(i) Start with the given equation:

\(4 \sin^4 \theta + 5 = 7 \cos^2 \theta\)

Using the identity \(\sin^2 \theta + \cos^2 \theta = 1\), we have \(\cos^2 \theta = 1 - \sin^2 \theta\).

Substitute \(\cos^2 \theta\) in the equation:

\(4 \sin^4 \theta + 5 = 7(1 - \sin^2 \theta)\)

\(4 \sin^4 \theta + 5 = 7 - 7 \sin^2 \theta\)

Let \(x = \sin^2 \theta\), then \(\sin^4 \theta = x^2\).

Substitute \(x\) into the equation:

\(4x^2 + 5 = 7 - 7x\)

Rearrange to form a quadratic equation:

\(4x^2 + 7x - 2 = 0\)

(ii) Solve the quadratic equation \(4x^2 + 7x - 2 = 0\).

Using the quadratic formula \(x = \frac{-b \pm \sqrt{b^2 - 4ac}}{2a}\), where \(a = 4\), \(b = 7\), \(c = -2\):

\(x = \frac{-7 \pm \sqrt{7^2 - 4 \cdot 4 \cdot (-2)}}{2 \cdot 4}\)
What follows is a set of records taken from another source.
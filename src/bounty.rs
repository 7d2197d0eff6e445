//! Bounty read side
//!
//! Queries that back the bounty list and detail views: created-bounty events,
//! the `DatasetBounty` object, and the blob table that maps file names to
//! Walrus blob ids. Move `u64`s arrive as JSON strings or numbers; both decode.

use crate::chain::{ChainClient, ChainError, ObjectResponse};
use crate::config::ContractConfig;
use crate::response::lookup_field;
use serde::{Deserialize, Serialize};
use serde_json::{Map, Value};
use thiserror::Error;
use tracing::{debug, warn};

const PAGE_SIZE: usize = 50;

/// Blob table field; the deployed contract spells it `walrus_bolb_ids`
const BLOB_TABLE_KEYS: &[&str] = &["walrus_bolb_ids", "walrus_blob_ids"];

#[derive(Error, Debug, Clone, PartialEq, Eq)]
pub enum BountyError {
    #[error(transparent)]
    Chain(#[from] ChainError),

    #[error("Bounty content not found")]
    ContentNotFound,

    #[error("Invalid bounty data structure: {0}")]
    InvalidStructure(String),
}

/// Entry of the bounty list, decoded from a `CreateBountyEvent`
#[derive(Debug, Clone, PartialEq, Eq, Serialize, Deserialize)]
#[serde(rename_all = "camelCase")]
pub struct BountySummary {
    pub id: String,
    pub name: String,
    pub allowed_labels: Vec<String>,
    pub total_images: u64,
}

impl BountySummary {
    /// Decode an event payload; `None` when it is not an object or has no id
    pub fn from_event_payload(payload: &Value) -> Option<Self> {
        let fields = payload.as_object()?;
        Some(Self {
            id: fields.get("id").and_then(object_id)?,
            name: string_field(fields, "name"),
            allowed_labels: string_list(fields.get("allowed_labels")),
            total_images: fields.get("total_images").and_then(as_u64).unwrap_or(0),
        })
    }
}

/// Table of file name → blob id dynamic fields
#[derive(Debug, Clone, PartialEq, Eq, Serialize, Deserialize)]
pub struct BlobTable {
    pub id: String,
    pub size: u64,
}

/// On-chain `DatasetBounty`
#[derive(Debug, Clone, PartialEq, Eq, Serialize, Deserialize)]
#[serde(rename_all = "camelCase")]
pub struct DatasetBounty {
    pub id: String,
    pub name: String,
    pub allowed_labels: Vec<String>,
    pub blob_table: BlobTable,
    /// Escrowed reward in MIST
    pub reward_pool: u64,
    pub total_images: u64,
    pub completed_counts: u64,
}

impl DatasetBounty {
    pub fn from_fields(fields: &Map<String, Value>) -> Result<Self, BountyError> {
        let invalid = |what: &str| BountyError::InvalidStructure(what.to_string());

        let id = fields.get("id").and_then(object_id).ok_or_else(|| invalid("missing id"))?;

        let table = lookup_field(fields, BLOB_TABLE_KEYS)
            .map(struct_fields)
            .ok_or_else(|| invalid("missing blob table"))?;
        let blob_table = BlobTable {
            id: table
                .get("id")
                .and_then(object_id)
                .ok_or_else(|| invalid("blob table has no id"))?,
            size: table.get("size").and_then(as_u64).unwrap_or(0),
        };

        Ok(Self {
            id,
            name: string_field(fields, "name"),
            allowed_labels: string_list(fields.get("allowed_labels")),
            blob_table,
            reward_pool: fields.get("reward_pool").and_then(as_u64).unwrap_or(0),
            total_images: fields.get("total_images").and_then(as_u64).unwrap_or(0),
            completed_counts: fields.get("completed_counts").and_then(as_u64).unwrap_or(0),
        })
    }
}

/// Dynamic field object (`name` → `value`)
#[derive(Debug, Clone, PartialEq, Serialize, Deserialize)]
pub struct DynamicFieldEntry {
    pub id: String,
    pub name: String,
    pub value: Value,
}

/// One file of a bounty
#[derive(Debug, Clone, PartialEq, Eq, Serialize, Deserialize)]
#[serde(rename_all = "camelCase")]
pub struct BountyFile {
    pub file_name: String,
    /// `None` when the field object could not be read
    pub blob_id: Option<String>,
    pub field_id: String,
}

/// All bounties announced by `CreateBountyEvent`, oldest first
pub async fn list_bounties(
    client: &dyn ChainClient,
    contract: &ContractConfig,
) -> Result<Vec<BountySummary>, BountyError> {
    let event_type = contract.event_type(&contract.create_bounty_event);
    let mut bounties = Vec::new();
    let mut cursor: Option<Value> = None;

    loop {
        let page = client
            .query_events(&event_type, cursor.as_ref(), Some(PAGE_SIZE), false)
            .await?;

        for event in &page.data {
            match event.parsed_json.as_ref().and_then(BountySummary::from_event_payload) {
                Some(summary) => bounties.push(summary),
                None => debug!(event_type = %event.event_type, "Skipping event without bounty payload"),
            }
        }

        if !page.has_next_page || page.next_cursor.is_none() {
            break;
        }
        cursor = page.next_cursor;
    }

    debug!(count = bounties.len(), "Loaded bounty list");
    Ok(bounties)
}

fn content_fields(response: &ObjectResponse) -> Result<&Map<String, Value>, BountyError> {
    let content = response
        .data
        .as_ref()
        .and_then(|data| data.content.as_ref())
        .ok_or(BountyError::ContentNotFound)?;
    content
        .move_fields()
        .ok_or_else(|| BountyError::InvalidStructure(format!("{} content has no fields", content.data_type)))
}

/// Read one bounty object
pub async fn get_bounty(client: &dyn ChainClient, bounty_id: &str) -> Result<DatasetBounty, BountyError> {
    let response = client.get_object(bounty_id).await?;
    DatasetBounty::from_fields(content_fields(&response)?)
}

/// Read one dynamic field object
pub async fn get_dynamic_field(client: &dyn ChainClient, field_id: &str) -> Result<DynamicFieldEntry, BountyError> {
    let response = client.get_object(field_id).await?;
    let fields = content_fields(&response)?;

    Ok(DynamicFieldEntry {
        id: fields
            .get("id")
            .and_then(object_id)
            .unwrap_or_else(|| field_id.to_string()),
        name: fields.get("name").map(value_to_string).unwrap_or_default(),
        value: fields.get("value").cloned().unwrap_or(Value::Null),
    })
}

/// Files of a bounty's blob table
///
/// A field object that cannot be read is kept with the name from the listing
/// and no blob id.
pub async fn list_bounty_files(client: &dyn ChainClient, table_id: &str) -> Result<Vec<BountyFile>, BountyError> {
    let mut files = Vec::new();
    let mut cursor: Option<String> = None;

    loop {
        let page = client
            .get_dynamic_fields(table_id, cursor.as_deref(), Some(PAGE_SIZE))
            .await?;

        for info in &page.data {
            let file = match get_dynamic_field(client, &info.object_id).await {
                Ok(entry) => BountyFile {
                    file_name: entry.name,
                    blob_id: Some(value_to_string(&entry.value)),
                    field_id: info.object_id.clone(),
                },
                Err(e) => {
                    warn!(field_id = %info.object_id, error = %e, "Failed to read file entry");
                    BountyFile {
                        file_name: value_to_string(&info.name.value),
                        blob_id: None,
                        field_id: info.object_id.clone(),
                    }
                }
            };
            files.push(file);
        }

        if !page.has_next_page || page.next_cursor.is_none() {
            break;
        }
        cursor = page.next_cursor;
    }

    Ok(files)
}

/// `{"fields": {...}}` wrapper or a bare object
fn struct_fields(value: &Value) -> &Map<String, Value> {
    static EMPTY: once_cell::sync::Lazy<Map<String, Value>> = once_cell::sync::Lazy::new(Map::new);
    value
        .get("fields")
        .and_then(Value::as_object)
        .or_else(|| value.as_object())
        .unwrap_or(&EMPTY)
}

/// `"0x…"`, `{"id": "0x…"}` or `{"id": {"id": "0x…"}}`
fn object_id(value: &Value) -> Option<String> {
    match value {
        Value::String(id) => Some(id.clone()),
        Value::Object(map) => map.get("id").and_then(object_id),
        _ => None,
    }
}

fn as_u64(value: &Value) -> Option<u64> {
    match value {
        Value::Number(n) => n.as_u64(),
        Value::String(s) => s.parse().ok(),
        // Balance<T> renders as {"value": "..."} in some fullnode versions
        Value::Object(map) => map.get("value").and_then(as_u64),
        _ => None,
    }
}

fn value_to_string(value: &Value) -> String {
    match value {
        Value::String(s) => s.clone(),
        Value::Null => String::new(),
        other => other.to_string(),
    }
}

fn string_field(fields: &Map<String, Value>, key: &str) -> String {
    fields.get(key).map(value_to_string).unwrap_or_default()
}

fn string_list(value: Option<&Value>) -> Vec<String> {
    value
        .and_then(Value::as_array)
        .map(|items| items.iter().map(value_to_string).collect())
        .unwrap_or_default()
}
\(x = \frac{-7 \pm \sqrt{49 + 32}}{8}\)

\(x = \frac{-7 \pm \sqrt{81}}{8}\)

\(x = \frac{-7 \pm 9}{8}\)

\(x = \frac{2}{8} = \frac{1}{4} \quad \text{or} \quad x = \frac{-16}{8} = -2\)

Since \(x = \sin^2 \theta\), \(x = -2\) is not valid as \(\sin^2 \theta\) must be between 0 and 1.
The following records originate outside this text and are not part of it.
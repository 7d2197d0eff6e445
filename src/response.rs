//! Finality response model and decoder
//!
//! The raw types mirror the parts of a Sui `SuiTransactionBlockResponse` this
//! client reads; everything else in the fullnode's answer is ignored on
//! deserialization. [`parse_transaction_response`] turns one into the
//! canonical [`TransactionResult`].

use crate::classifier::parse_transaction_error;
use crate::types::{DomainEvent, LabelFinalizedEvent, TransactionResult};
use chrono::Utc;
use serde::{Deserialize, Serialize};
use serde_json::Value;
use tracing::{debug, warn};

/// Event type marker for label finalization
pub const LABEL_FINALIZED_MARKER: &str = "LabelFinalizedEvent";

/// Failure text when the response carries no effects section
pub const EFFECTS_NOT_AVAILABLE: &str = "Transaction effects not available. Please try again.";

const GENERIC_FAILURE: &str = "Transaction failed";

const BOUNTY_ID_KEYS: &[&str] = &["bounty_id", "bountyId"];
const FILE_NAME_KEYS: &[&str] = &["file_name", "fileName"];
const FINAL_LABEL_KEYS: &[&str] = &["final_label", "finalLabel"];

/// Raw transaction block as returned by the fullnode
#[derive(Debug, Clone, Default, PartialEq, Serialize, Deserialize)]
#[serde(rename_all = "camelCase")]
pub struct TransactionBlockResponse {
    pub digest: String,
    #[serde(default, skip_serializing_if = "Option::is_none")]
    pub effects: Option<TransactionEffects>,
    #[serde(default, skip_serializing_if = "Option::is_none")]
    pub events: Option<Vec<SuiEvent>>,
    #[serde(default, skip_serializing_if = "Option::is_none")]
    pub object_changes: Option<Vec<Value>>,
    #[serde(default, skip_serializing_if = "Option::is_none")]
    pub checkpoint: Option<String>,
    #[serde(default, skip_serializing_if = "Option::is_none")]
    pub timestamp_ms: Option<String>,
}

#[derive(Debug, Clone, Default, PartialEq, Serialize, Deserialize)]
#[serde(rename_all = "camelCase")]
pub struct TransactionEffects {
    pub status: ExecutionStatus,
    #[serde(default)]
    pub created: Vec<OwnedObjectRef>,
    #[serde(default, skip_serializing_if = "Option::is_none")]
    pub gas_used: Option<Value>,
}

/// Execution status; `status` is `"success"` or `"failure"`
#[derive(Debug, Clone, Default, PartialEq, Eq, Serialize, Deserialize)]
pub struct ExecutionStatus {
    pub status: String,
    #[serde(default, skip_serializing_if = "Option::is_none")]
    pub error: Option<String>,
}

impl ExecutionStatus {
    pub fn is_success(&self) -> bool {
        self.status == "success"
    }
}

#[derive(Debug, Clone, PartialEq, Serialize, Deserialize)]
pub struct OwnedObjectRef {
    #[serde(default)]
    pub owner: Value,
    pub reference: ObjectRef,
}

#[derive(Debug, Clone, PartialEq, Serialize, Deserialize)]
#[serde(rename_all = "camelCase")]
pub struct ObjectRef {
    pub object_id: String,
    #[serde(default)]
    pub version: Value,
    #[serde(default)]
    pub digest: String,
}

/// Raw Move event
#[derive(Debug, Clone, Default, PartialEq, Serialize, Deserialize)]
#[serde(rename_all = "camelCase")]
pub struct SuiEvent {
    #[serde(default, skip_serializing_if = "Option::is_none")]
    pub id: Option<Value>,
    #[serde(default, skip_serializing_if = "Option::is_none")]
    pub package_id: Option<String>,
    #[serde(default, skip_serializing_if = "Option::is_none")]
    pub transaction_module: Option<String>,
    #[serde(default, skip_serializing_if = "Option::is_none")]
    pub sender: Option<String>,
    #[serde(rename = "type")]
    pub event_type: String,
    #[serde(default, skip_serializing_if = "Option::is_none")]
    pub parsed_json: Option<Value>,
}

/// Interpret a finality response
///
/// Never fails: missing effects and on-chain failures both become a failed
/// [`TransactionResult`]. On-chain error strings are classified and only the
/// user-facing sentence is kept.
pub fn parse_transaction_response(response: &TransactionBlockResponse) -> TransactionResult {
    let digest = (!response.digest.is_empty()).then(|| response.digest.clone());

    let effects = match &response.effects {
        Some(effects) => effects,
        None => {
            warn!(digest = %response.digest, "Finality response carried no effects");
            return TransactionResult::failed(EFFECTS_NOT_AVAILABLE, digest);
        }
    };

    if !effects.status.is_success() {
        let raw = effects
            .status
            .error
            .as_deref()
            .filter(|error| !error.is_empty())
            .unwrap_or(GENERIC_FAILURE);
        warn!(digest = %response.digest, status = %effects.status.status, "Transaction failed on-chain");
        let parsed = parse_transaction_error(raw);
        return TransactionResult::failed(parsed.user_message, digest);
    }

    if effects.created.len() > 1 {
        debug!(
            digest = %response.digest,
            created = effects.created.len(),
            "Several objects created, using the first"
        );
    }
    let object_id = effects
        .created
        .first()
        .map(|created| created.reference.object_id.clone());

    let events = parse_events(response.events.as_deref().unwrap_or_default());

    TransactionResult {
        success: true,
        digest,
        object_id,
        events,
        error: None,
    }
}

/// Decode domain events from a raw event list, keeping chain order
///
/// Only events whose type contains [`LABEL_FINALIZED_MARKER`] are decoded.
/// Events without an object payload are dropped.
pub fn parse_events(events: &[SuiEvent]) -> Vec<DomainEvent> {
    events
        .iter()
        .filter(|event| event.event_type.contains(LABEL_FINALIZED_MARKER))
        .filter_map(|event| {
            let decoded = decode_label_finalized(event);
            if decoded.is_none() {
                debug!(event_type = %event.event_type, "Dropping event without payload");
            }
            decoded
        })
        .map(DomainEvent::LabelFinalizedEvent)
        .collect()
}

fn decode_label_finalized(event: &SuiEvent) -> Option<LabelFinalizedEvent> {
    let payload = event.parsed_json.as_ref()?.as_object()?;

    Some(LabelFinalizedEvent {
        bounty_id: lookup_string(payload, BOUNTY_ID_KEYS),
        file_name: lookup_string(payload, FILE_NAME_KEYS),
        final_label: lookup_string(payload, FINAL_LABEL_KEYS),
        timestamp: Utc::now(),
    })
}

/// First present key wins; an absent field decodes to an empty string
pub fn lookup_field<'a>(payload: &'a serde_json::Map<String, Value>, keys: &[&str]) -> Option<&'a Value> {
    keys.iter()
        .find_map(|key| payload.get(*key).filter(|value| !value.is_null()))
}

fn lookup_string(payload: &serde_json::Map<String, Value>, keys: &[&str]) -> String {
    match lookup_field(payload, keys) {
        Some(Value::String(value)) => value.clone(),
        Some(other) => other.to_string(),
        None => String::new(),
    }
}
Thus, \(\sin^2 \theta = \frac{1}{4}\).

\(\sin \theta = \pm \frac{1}{2}\).

For \(\sin \theta = \frac{1}{2}\), \(\theta = 30^\circ, 150^\circ\).

For \(\sin \theta = -\frac{1}{2}\), \(\theta = 210^\circ, 330^\circ\).

Therefore, \(\theta = 30^\circ, 150^\circ, 210^\circ, 330^\circ\).